Supplied data:
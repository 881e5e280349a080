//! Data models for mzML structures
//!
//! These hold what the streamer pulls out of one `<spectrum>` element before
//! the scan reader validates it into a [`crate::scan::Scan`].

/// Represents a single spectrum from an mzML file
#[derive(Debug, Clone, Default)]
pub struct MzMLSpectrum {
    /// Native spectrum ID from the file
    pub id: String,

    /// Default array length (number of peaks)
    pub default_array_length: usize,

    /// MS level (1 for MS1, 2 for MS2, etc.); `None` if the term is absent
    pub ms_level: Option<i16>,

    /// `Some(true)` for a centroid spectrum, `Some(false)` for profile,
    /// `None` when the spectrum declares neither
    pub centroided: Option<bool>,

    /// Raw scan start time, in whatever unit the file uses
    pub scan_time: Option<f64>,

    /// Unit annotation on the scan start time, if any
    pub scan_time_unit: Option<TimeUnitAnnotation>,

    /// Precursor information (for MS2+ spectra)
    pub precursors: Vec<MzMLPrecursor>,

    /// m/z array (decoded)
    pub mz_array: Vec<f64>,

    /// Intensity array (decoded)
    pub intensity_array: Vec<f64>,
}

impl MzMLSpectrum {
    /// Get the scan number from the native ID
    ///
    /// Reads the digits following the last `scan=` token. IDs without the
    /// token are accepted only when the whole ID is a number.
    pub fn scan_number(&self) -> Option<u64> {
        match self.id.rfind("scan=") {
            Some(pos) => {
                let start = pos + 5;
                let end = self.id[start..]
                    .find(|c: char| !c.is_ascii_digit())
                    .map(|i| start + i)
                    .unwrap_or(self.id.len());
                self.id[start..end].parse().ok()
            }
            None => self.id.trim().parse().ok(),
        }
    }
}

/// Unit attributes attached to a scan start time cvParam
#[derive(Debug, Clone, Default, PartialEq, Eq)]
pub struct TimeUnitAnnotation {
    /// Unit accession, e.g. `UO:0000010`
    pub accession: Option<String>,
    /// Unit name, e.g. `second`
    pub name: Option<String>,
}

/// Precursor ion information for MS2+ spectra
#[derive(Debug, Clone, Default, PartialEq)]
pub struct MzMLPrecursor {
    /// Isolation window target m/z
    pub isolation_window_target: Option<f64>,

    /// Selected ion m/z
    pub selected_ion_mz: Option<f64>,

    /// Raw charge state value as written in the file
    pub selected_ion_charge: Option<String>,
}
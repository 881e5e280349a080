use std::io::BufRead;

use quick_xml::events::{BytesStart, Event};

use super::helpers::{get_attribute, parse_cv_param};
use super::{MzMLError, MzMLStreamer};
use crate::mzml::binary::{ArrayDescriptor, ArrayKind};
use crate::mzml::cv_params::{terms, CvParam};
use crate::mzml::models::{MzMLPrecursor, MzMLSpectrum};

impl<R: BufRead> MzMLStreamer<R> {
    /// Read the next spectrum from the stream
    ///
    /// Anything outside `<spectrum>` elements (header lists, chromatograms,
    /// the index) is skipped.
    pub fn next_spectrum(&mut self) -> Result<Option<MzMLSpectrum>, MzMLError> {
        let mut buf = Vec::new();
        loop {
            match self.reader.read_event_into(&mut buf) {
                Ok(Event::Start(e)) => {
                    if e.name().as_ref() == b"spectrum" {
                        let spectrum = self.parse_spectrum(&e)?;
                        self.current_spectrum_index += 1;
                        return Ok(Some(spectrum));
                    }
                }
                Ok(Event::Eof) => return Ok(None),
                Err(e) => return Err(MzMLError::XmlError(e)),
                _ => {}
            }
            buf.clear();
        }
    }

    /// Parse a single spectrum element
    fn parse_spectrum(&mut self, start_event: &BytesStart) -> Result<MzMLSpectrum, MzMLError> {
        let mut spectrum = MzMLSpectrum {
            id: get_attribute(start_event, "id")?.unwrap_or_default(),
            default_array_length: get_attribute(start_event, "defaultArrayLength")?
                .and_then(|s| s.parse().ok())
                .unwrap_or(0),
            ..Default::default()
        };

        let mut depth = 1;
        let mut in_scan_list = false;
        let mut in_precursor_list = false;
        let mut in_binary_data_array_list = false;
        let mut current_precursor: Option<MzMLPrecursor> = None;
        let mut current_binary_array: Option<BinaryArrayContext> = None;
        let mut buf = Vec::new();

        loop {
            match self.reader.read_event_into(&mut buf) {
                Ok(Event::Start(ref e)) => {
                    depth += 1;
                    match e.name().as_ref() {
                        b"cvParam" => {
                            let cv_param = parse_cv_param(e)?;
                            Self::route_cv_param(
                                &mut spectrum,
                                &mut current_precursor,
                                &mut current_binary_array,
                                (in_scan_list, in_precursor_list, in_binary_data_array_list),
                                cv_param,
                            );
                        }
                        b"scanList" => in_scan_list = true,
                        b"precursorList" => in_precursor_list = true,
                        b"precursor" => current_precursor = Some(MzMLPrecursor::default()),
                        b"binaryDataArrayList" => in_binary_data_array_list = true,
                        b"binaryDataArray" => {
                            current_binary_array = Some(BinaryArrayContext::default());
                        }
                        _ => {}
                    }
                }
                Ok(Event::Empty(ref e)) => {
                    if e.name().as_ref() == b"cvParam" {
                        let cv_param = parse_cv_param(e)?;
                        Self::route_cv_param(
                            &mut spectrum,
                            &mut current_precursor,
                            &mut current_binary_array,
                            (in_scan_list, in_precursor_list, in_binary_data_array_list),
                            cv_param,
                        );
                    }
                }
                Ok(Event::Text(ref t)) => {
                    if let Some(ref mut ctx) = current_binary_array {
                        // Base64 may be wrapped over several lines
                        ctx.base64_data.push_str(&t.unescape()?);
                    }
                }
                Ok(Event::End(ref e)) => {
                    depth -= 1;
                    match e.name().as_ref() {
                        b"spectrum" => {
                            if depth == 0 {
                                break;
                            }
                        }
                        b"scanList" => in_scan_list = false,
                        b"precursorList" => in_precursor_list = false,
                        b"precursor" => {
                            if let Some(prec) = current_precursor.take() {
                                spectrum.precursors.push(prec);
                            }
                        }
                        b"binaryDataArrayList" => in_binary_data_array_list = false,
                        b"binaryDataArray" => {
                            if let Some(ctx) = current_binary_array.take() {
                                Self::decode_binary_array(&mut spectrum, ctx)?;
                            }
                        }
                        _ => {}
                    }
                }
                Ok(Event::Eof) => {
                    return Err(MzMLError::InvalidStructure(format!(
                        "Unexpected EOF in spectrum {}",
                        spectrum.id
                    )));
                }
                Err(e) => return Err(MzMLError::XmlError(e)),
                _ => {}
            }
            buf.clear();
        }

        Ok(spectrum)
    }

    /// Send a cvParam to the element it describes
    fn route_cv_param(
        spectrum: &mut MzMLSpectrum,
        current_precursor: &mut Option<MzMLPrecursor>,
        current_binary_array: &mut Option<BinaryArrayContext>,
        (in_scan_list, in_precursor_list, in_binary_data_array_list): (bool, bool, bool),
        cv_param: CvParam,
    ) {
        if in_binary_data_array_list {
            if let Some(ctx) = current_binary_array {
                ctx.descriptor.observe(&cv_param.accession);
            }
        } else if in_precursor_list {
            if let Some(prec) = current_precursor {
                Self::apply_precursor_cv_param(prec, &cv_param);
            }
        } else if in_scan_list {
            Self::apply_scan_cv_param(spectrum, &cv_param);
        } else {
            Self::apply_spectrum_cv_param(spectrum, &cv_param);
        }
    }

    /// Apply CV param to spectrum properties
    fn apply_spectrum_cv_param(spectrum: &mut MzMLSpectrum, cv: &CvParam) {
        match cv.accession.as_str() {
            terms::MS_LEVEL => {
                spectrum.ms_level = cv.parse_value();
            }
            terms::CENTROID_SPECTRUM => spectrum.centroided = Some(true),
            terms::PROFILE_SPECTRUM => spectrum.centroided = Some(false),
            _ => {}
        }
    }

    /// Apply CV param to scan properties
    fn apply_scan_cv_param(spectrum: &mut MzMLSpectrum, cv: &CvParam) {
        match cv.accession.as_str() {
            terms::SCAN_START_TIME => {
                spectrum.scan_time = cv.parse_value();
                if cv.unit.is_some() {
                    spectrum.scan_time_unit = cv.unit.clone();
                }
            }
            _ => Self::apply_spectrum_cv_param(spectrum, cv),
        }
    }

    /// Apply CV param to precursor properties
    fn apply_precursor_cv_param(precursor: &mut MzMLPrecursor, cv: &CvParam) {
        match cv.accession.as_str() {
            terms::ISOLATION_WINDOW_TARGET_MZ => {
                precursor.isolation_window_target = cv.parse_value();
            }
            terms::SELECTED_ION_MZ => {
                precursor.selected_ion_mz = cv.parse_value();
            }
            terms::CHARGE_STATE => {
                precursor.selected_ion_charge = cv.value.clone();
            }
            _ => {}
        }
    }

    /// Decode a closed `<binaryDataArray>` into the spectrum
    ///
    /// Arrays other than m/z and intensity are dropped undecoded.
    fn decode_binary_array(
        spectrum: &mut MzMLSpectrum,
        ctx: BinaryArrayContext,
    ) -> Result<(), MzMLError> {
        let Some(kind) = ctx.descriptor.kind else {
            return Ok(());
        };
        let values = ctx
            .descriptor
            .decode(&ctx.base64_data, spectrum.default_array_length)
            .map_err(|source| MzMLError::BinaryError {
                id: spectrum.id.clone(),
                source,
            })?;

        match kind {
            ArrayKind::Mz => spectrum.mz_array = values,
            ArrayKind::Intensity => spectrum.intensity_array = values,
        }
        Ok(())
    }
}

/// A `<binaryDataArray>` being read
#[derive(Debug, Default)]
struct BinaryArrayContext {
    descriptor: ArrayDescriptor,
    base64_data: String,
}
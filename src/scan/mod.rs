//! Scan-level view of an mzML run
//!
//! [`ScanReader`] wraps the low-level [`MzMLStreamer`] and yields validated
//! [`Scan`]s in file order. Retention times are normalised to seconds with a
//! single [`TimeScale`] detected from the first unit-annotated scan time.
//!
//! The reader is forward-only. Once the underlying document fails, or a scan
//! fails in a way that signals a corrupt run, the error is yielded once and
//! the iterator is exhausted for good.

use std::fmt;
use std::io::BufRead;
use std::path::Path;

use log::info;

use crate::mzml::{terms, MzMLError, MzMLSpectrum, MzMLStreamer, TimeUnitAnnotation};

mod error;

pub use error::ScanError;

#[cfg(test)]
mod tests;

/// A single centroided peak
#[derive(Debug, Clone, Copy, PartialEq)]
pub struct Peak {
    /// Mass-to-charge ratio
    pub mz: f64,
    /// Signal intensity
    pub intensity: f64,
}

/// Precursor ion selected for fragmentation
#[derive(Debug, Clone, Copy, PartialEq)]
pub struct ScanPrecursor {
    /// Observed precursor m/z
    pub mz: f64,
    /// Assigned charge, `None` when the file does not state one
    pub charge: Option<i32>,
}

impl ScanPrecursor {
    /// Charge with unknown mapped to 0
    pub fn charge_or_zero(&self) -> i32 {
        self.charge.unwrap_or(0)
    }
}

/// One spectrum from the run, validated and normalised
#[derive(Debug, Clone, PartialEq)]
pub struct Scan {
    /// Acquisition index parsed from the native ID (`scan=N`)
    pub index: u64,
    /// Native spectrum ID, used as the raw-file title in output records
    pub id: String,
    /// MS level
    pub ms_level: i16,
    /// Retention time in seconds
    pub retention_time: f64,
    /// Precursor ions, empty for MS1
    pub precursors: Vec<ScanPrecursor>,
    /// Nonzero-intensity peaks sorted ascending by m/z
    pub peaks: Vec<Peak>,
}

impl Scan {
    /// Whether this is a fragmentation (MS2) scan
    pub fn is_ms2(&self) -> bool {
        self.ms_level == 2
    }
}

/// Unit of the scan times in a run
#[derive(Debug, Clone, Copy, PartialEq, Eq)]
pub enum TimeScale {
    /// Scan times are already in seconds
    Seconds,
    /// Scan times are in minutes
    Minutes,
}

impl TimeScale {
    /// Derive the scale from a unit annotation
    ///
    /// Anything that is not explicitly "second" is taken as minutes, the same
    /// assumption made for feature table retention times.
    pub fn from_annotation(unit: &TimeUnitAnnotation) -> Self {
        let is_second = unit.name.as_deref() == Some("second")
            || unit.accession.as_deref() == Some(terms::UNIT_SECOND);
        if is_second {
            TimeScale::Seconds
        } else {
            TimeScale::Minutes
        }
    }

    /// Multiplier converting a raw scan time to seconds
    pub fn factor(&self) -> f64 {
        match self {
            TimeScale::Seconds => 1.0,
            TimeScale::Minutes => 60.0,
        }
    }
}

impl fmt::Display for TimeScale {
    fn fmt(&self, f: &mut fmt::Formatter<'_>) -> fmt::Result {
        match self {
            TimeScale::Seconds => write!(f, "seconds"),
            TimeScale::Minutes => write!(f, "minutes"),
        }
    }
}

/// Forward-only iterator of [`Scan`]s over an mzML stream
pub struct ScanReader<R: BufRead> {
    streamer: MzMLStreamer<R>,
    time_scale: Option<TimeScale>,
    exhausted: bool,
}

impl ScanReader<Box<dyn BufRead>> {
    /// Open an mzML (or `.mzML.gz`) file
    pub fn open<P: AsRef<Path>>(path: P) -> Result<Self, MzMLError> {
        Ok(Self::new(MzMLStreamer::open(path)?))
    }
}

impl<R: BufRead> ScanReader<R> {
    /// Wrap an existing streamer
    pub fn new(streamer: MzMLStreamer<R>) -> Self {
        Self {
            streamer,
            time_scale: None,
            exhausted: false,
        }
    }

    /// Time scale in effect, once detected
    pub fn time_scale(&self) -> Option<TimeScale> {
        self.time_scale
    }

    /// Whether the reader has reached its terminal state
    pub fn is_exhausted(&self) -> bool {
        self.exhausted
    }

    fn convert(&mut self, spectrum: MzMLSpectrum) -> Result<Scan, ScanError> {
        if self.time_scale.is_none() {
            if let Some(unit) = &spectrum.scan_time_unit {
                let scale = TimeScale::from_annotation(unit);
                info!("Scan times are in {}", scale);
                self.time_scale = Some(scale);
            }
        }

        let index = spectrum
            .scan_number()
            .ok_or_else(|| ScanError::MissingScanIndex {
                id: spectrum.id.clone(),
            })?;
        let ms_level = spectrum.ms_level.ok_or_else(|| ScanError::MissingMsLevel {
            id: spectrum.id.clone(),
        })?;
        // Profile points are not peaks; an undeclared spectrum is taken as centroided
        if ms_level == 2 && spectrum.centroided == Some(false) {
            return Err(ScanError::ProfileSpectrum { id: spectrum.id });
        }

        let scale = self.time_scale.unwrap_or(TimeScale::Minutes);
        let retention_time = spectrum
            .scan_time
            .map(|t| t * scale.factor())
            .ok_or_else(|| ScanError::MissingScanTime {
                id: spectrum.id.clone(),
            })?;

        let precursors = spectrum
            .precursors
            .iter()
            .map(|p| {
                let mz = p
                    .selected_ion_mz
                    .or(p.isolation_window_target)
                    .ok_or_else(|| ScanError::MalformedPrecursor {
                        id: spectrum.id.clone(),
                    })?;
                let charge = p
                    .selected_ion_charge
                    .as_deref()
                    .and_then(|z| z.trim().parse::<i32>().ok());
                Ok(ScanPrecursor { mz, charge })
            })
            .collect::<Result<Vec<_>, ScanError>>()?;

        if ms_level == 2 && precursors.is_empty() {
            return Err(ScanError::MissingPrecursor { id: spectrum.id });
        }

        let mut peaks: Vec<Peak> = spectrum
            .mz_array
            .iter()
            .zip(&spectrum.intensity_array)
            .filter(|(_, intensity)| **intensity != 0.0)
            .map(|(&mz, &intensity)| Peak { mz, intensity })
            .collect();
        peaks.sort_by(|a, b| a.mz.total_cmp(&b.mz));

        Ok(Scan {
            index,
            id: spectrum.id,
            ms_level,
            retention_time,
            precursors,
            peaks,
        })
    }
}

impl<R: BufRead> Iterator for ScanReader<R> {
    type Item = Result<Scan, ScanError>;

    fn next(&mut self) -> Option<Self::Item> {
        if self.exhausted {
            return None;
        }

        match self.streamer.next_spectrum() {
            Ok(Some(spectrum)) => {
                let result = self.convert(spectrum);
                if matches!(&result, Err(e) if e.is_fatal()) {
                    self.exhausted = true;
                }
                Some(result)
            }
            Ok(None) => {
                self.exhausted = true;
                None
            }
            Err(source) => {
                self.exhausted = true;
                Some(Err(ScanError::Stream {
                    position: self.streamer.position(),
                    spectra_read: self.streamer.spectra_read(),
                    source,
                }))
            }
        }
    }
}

Task item: For each line above that includes "scanList", make a copy.

Output:
                        b"scanList" => in_scan_list = true,
                        b"scanList" => in_scan_list = false,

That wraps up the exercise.